• _The problem_: Scan the entries and tally the lines that include the string "BuildArtifact". Reply with the figure alone.

• _Data to examine_:

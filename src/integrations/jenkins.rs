//! Jenkins build collaborator
//!
//! Triggers a job, follows the queue item to a build number, then polls the
//! build until it stops running. Both waits share one caller-supplied
//! deadline; running out of time is a [`BuildError::Timeout`], never a
//! build failure.

use crate::pipeline::collaborators::{BuildArtifact, BuildCollaborator, BuildInfo, BuildStatus, CollaboratorError};
use async_trait::async_trait;
use reqwest::{Client, Response, StatusCode};
use serde::de::DeserializeOwned;
use serde::Deserialize;
use std::collections::BTreeMap;
use std::future::Future;
use std::time::Duration;
use thiserror::Error;
use tokio::time::Instant;
use tracing::{debug, info};

pub const DEFAULT_POLL_INTERVAL: Duration = Duration::from_secs(10);

#[derive(Debug, Error)]
pub enum BuildError {
    #[error("Jenkins request failed: {0}")]
    Request(#[from] reqwest::Error),

    #[error("Jenkins API error (status {status}): {message}")]
    Api { status: u16, message: String },

    #[error("Unexpected Jenkins response: {0}")]
    Parse(String),

    #[error("{what} timed out after {}s", .after.as_secs())]
    Timeout { what: String, after: Duration },
}

impl From<BuildError> for CollaboratorError {
    fn from(err: BuildError) -> Self {
        match err {
            BuildError::Request(e) => CollaboratorError::Transport(e.to_string()),
            BuildError::Api { status, message } => CollaboratorError::Rejected { status, body: message },
            BuildError::Parse(message) => CollaboratorError::InvalidResponse(message),
            BuildError::Timeout { what, after } => CollaboratorError::Timeout { operation: what, after },
        }
    }
}

#[derive(Debug, Clone)]
pub struct JenkinsConfig {
    pub url: String,
    pub username: String,
    pub api_token: String,
    pub poll_interval: Duration,
}

#[derive(Deserialize)]
struct QueueItem {
    executable: Option<Executable>,
}

#[derive(Deserialize)]
struct Executable {
    number: u64,
}

#[derive(Deserialize)]
#[serde(rename_all = "camelCase")]
struct BuildJson {
    #[serde(default)]
    building: bool,
    result: Option<String>,
    #[serde(default)]
    duration: u64,
    #[serde(default)]
    artifacts: Vec<ArtifactJson>,
}

#[derive(Deserialize)]
#[serde(rename_all = "camelCase")]
struct ArtifactJson {
    file_name: String,
    relative_path: String,
}

/// Queue id from the `Location` header Jenkins returns on trigger
pub fn queue_id_from_location(location: &str) -> Option<u64> {
    location.trim_end_matches('/').rsplit('/').next()?.parse().ok()
}

/// Call `check` every `interval` until it yields a value or `timeout` elapses
pub async fn poll_until<T, F, Fut>(what: &str, interval: Duration, timeout: Duration, mut check: F) -> Result<T, BuildError>
where
    F: FnMut() -> Fut,
    Fut: Future<Output = Result<Option<T>, BuildError>>,
{
    let deadline = Instant::now() + timeout;
    loop {
        if let Some(value) = check().await? {
            return Ok(value);
        }
        let now = Instant::now();
        if now >= deadline {
            return Err(BuildError::Timeout {
                what: what.to_string(),
                after: timeout,
            });
        }
        tokio::time::sleep(interval.min(deadline - now)).await;
    }
}

#[derive(Debug, Clone)]
pub struct JenkinsClient {
    base_url: String,
    username: String,
    api_token: String,
    poll_interval: Duration,
    client: Client,
}

impl JenkinsClient {
    pub fn new(config: JenkinsConfig) -> Result<Self, BuildError> {
        let client = Client::builder().timeout(Duration::from_secs(30)).build()?;
        Ok(Self {
            base_url: config.url.trim_end_matches('/').to_string(),
            username: config.username,
            api_token: config.api_token,
            poll_interval: config.poll_interval,
            client,
        })
    }

    pub fn base_url(&self) -> &str {
        &self.base_url
    }

    pub fn console_url(&self, job: &str, build_number: u64) -> String {
        format!("{}/job/{}/{}/console", self.base_url, job, build_number)
    }

    async fn handle_response<T: DeserializeOwned>(&self, response: Response) -> Result<T, BuildError> {
        let status = response.status();
        if !status.is_success() {
            let message = response.text().await.unwrap_or_else(|_| "Unknown error".to_string());
            return Err(BuildError::Api {
                status: status.as_u16(),
                message,
            });
        }
        response
            .json()
            .await
            .map_err(|e| BuildError::Parse(format!("Failed to parse JSON response: {}", e)))
    }

    /// Trigger `job`, returning the queue item id
    pub async fn trigger_build(&self, job: &str, parameters: &BTreeMap<String, String>) -> Result<u64, BuildError> {
        let url = if parameters.is_empty() {
            format!("{}/job/{}/build", self.base_url, job)
        } else {
            format!("{}/job/{}/buildWithParameters", self.base_url, job)
        };

        let response = self
            .client
            .post(&url)
            .basic_auth(&self.username, Some(&self.api_token))
            .form(parameters)
            .send()
            .await?;

        let status = response.status();
        if status != StatusCode::OK && status != StatusCode::CREATED {
            let message = response.text().await.unwrap_or_else(|_| "Unknown error".to_string());
            return Err(BuildError::Api {
                status: status.as_u16(),
                message,
            });
        }

        let location = response
            .headers()
            .get(reqwest::header::LOCATION)
            .and_then(|v| v.to_str().ok())
            .ok_or_else(|| BuildError::Parse("trigger response has no queue Location".to_string()))?;
        queue_id_from_location(location)
            .ok_or_else(|| BuildError::Parse(format!("cannot read queue id from '{}'", location)))
    }

    /// Build number for a queue item, `None` while still queued
    pub async fn queued_build_number(&self, queue_id: u64) -> Result<Option<u64>, BuildError> {
        let url = format!("{}/queue/item/{}/api/json", self.base_url, queue_id);
        let response = self
            .client
            .get(&url)
            .basic_auth(&self.username, Some(&self.api_token))
            .send()
            .await?;
        if !response.status().is_success() {
            debug!("Queue item {} not readable yet ({})", queue_id, response.status());
            return Ok(None);
        }
        let item: QueueItem = self.handle_response(response).await?;
        Ok(item.executable.map(|e| e.number))
    }

    pub async fn build_info(&self, job: &str, build_number: u64) -> Result<BuildInfo, BuildError> {
        let url = format!("{}/job/{}/{}/api/json", self.base_url, job, build_number);
        let response = self
            .client
            .get(&url)
            .basic_auth(&self.username, Some(&self.api_token))
            .send()
            .await?;
        let build: BuildJson = self.handle_response(response).await?;

        Ok(BuildInfo {
            job_name: job.to_string(),
            build_number,
            status: BuildStatus::from_result(build.result.as_deref(), build.building),
            duration_ms: build.duration,
            console_url: self.console_url(job, build_number),
            artifacts: build
                .artifacts
                .into_iter()
                .map(|a| BuildArtifact {
                    file_name: a.file_name,
                    relative_path: a.relative_path,
                })
                .collect(),
        })
    }
}

#[async_trait]
impl BuildCollaborator for JenkinsClient {
    async fn trigger_and_wait(
        &self,
        job: &str,
        parameters: &BTreeMap<String, String>,
        timeout: Duration,
    ) -> Result<BuildInfo, CollaboratorError> {
        let started = Instant::now();
        let queue_id = self.trigger_build(job, parameters).await?;
        info!("Triggered Jenkins job {} (queue item {})", job, queue_id);

        let build_number = poll_until(
            &format!("waiting for {} to leave the queue", job),
            self.poll_interval,
            timeout,
            move || self.queued_build_number(queue_id),
        )
        .await?;
        info!("Jenkins job {} started build #{}", job, build_number);

        let remaining = timeout.saturating_sub(started.elapsed());
        let build = poll_until(&format!("build {} #{}", job, build_number), self.poll_interval, remaining, move || async move {
            let info = self.build_info(job, build_number).await?;
            Ok::<_, BuildError>(match info.status {
                BuildStatus::Running | BuildStatus::Pending => None,
                _ => Some(info),
            })
        })
        .await?;

        info!(
            "Jenkins build {} #{} finished {} in {} ms",
            job, build.build_number, build.status, build.duration_ms
        );
        Ok(build)
    }
}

• _Written answer_: 2